Please output the data below exactly as given, starting at its first line and stopping after the line that contains "fn from(s: String)".

= Beginning of Section =

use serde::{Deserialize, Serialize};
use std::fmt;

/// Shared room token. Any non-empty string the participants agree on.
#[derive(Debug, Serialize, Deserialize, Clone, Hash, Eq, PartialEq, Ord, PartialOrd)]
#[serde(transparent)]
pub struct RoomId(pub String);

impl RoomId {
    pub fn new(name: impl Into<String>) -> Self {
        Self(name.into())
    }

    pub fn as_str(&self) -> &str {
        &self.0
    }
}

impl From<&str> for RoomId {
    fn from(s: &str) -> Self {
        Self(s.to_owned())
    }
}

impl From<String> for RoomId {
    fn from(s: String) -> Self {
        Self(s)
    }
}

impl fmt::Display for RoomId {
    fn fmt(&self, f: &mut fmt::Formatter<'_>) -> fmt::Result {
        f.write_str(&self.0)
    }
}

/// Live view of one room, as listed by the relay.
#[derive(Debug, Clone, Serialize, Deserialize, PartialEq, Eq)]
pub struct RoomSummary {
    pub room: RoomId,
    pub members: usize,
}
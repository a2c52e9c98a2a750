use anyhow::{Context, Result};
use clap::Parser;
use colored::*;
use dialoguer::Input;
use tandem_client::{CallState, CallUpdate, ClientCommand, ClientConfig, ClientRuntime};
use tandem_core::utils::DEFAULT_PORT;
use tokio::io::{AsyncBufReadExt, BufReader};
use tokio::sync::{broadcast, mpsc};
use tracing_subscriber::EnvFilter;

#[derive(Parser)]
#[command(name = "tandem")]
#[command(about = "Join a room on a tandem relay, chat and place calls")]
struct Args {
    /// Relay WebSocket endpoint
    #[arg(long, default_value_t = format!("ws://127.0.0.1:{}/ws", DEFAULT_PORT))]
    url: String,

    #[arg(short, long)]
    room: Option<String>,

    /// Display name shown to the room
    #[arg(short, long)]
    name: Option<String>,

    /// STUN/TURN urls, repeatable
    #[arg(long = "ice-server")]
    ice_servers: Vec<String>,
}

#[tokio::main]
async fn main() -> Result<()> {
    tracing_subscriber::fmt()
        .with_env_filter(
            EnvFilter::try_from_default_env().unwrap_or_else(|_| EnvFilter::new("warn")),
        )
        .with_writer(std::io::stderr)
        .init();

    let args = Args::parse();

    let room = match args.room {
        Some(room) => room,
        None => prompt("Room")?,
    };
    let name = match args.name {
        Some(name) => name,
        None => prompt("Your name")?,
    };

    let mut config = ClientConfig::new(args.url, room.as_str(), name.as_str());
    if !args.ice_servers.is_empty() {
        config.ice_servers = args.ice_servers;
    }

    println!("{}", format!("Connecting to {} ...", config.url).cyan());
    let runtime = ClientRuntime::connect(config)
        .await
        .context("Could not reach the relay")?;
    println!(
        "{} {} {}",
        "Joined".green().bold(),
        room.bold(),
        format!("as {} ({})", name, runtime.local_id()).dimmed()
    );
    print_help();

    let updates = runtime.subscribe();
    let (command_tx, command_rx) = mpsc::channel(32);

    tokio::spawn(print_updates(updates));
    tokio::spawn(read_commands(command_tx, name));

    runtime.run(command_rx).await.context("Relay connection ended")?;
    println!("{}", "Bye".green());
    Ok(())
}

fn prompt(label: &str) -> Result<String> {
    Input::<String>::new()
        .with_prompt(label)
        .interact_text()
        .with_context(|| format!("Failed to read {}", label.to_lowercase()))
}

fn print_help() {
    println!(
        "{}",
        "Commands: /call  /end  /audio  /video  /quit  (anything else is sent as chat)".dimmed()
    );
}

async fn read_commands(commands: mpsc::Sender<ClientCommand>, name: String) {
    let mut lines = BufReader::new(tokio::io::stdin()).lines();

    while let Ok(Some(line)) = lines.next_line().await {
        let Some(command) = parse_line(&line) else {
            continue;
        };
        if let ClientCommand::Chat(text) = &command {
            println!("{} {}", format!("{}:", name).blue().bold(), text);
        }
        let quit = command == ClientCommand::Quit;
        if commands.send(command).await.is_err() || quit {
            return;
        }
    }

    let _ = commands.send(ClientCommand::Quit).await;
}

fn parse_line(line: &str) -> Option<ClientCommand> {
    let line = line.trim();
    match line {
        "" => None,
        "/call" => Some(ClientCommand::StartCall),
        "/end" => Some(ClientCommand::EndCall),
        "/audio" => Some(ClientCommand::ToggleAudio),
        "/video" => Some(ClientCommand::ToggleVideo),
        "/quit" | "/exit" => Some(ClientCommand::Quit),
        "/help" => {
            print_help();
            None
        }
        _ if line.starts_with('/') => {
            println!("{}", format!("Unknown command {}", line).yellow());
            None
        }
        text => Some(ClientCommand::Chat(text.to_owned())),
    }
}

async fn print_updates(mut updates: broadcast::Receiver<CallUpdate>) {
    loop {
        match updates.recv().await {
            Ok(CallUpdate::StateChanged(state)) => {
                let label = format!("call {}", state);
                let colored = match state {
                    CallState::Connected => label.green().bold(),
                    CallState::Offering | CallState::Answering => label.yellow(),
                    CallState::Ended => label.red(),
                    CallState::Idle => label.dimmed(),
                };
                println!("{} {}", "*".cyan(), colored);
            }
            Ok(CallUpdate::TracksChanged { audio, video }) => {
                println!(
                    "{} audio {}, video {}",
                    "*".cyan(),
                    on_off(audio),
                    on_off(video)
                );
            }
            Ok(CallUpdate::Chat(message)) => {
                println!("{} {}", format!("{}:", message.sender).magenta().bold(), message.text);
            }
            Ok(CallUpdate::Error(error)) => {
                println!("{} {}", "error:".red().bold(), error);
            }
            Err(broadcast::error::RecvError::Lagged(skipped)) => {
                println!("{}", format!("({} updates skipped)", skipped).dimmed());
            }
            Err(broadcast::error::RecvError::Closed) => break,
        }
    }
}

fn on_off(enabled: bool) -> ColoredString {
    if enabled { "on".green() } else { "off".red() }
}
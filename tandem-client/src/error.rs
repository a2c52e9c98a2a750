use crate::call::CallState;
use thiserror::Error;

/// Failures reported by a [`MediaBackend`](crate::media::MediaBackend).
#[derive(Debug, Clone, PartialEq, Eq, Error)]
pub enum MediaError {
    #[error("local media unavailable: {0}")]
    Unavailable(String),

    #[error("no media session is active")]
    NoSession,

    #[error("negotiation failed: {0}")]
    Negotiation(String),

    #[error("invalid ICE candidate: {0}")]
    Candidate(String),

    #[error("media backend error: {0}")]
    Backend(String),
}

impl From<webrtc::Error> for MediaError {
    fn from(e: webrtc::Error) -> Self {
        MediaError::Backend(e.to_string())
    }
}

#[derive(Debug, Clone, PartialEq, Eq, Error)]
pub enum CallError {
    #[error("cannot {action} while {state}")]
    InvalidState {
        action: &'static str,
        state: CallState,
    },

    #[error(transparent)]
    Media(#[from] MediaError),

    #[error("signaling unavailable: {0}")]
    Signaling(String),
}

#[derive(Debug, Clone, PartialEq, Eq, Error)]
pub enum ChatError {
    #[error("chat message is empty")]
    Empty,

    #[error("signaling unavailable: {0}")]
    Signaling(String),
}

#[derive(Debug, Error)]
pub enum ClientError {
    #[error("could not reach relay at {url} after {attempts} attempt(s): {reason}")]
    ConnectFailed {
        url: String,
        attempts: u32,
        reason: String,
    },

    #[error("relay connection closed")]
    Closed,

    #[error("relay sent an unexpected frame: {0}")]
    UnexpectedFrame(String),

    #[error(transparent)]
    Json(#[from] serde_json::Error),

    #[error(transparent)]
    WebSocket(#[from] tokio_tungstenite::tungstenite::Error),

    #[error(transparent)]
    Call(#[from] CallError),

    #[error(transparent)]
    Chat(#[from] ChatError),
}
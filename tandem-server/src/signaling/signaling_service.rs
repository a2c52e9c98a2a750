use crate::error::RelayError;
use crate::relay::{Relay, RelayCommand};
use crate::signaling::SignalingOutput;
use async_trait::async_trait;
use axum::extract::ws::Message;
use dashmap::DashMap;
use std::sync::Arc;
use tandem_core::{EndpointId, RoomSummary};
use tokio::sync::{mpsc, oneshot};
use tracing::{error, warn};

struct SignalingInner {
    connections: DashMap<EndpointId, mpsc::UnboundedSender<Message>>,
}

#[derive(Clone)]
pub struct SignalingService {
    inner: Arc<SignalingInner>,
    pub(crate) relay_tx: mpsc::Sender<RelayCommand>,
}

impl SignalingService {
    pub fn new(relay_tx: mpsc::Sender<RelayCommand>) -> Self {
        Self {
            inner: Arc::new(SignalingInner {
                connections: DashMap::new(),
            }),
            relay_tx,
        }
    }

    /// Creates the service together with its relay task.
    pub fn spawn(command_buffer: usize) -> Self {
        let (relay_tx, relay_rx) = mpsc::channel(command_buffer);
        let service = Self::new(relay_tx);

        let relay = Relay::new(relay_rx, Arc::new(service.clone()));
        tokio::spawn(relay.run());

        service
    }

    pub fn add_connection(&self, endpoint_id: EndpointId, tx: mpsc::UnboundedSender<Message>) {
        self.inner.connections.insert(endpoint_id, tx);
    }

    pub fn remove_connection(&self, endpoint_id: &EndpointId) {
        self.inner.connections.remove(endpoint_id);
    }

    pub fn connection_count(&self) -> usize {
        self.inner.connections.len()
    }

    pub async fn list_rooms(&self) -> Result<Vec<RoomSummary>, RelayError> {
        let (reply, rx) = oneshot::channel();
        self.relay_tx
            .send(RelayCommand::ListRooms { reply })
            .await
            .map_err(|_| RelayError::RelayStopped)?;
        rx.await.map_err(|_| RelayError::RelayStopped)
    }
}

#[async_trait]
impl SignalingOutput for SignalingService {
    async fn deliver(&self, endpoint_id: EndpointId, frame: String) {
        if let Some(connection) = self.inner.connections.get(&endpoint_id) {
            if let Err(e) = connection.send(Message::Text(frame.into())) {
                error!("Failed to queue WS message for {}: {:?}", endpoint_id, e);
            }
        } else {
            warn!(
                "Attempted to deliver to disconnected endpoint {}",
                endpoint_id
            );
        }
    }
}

= End of Section =

→ **EXERCISE RESULT**:
use serde::{Deserialize, Serialize};
use std::fmt;

/// Shared room token. Any non-empty string the participants agree on.
#[derive(Debug, Serialize, Deserialize, Clone, Hash, Eq, PartialEq, Ord, PartialOrd)]
#[serde(transparent)]
pub struct RoomId(pub String);

impl RoomId {
    pub fn new(name: impl Into<String>) -> Self {
        Self(name.into())
    }

    pub fn as_str(&self) -> &str {
        &self.0
    }
}

impl From<&str> for RoomId {
    fn from(s: &str) -> Self {
        Self(s.to_owned())
    }
}

impl From<String> for RoomId {
    fn from(s: String) -> Self {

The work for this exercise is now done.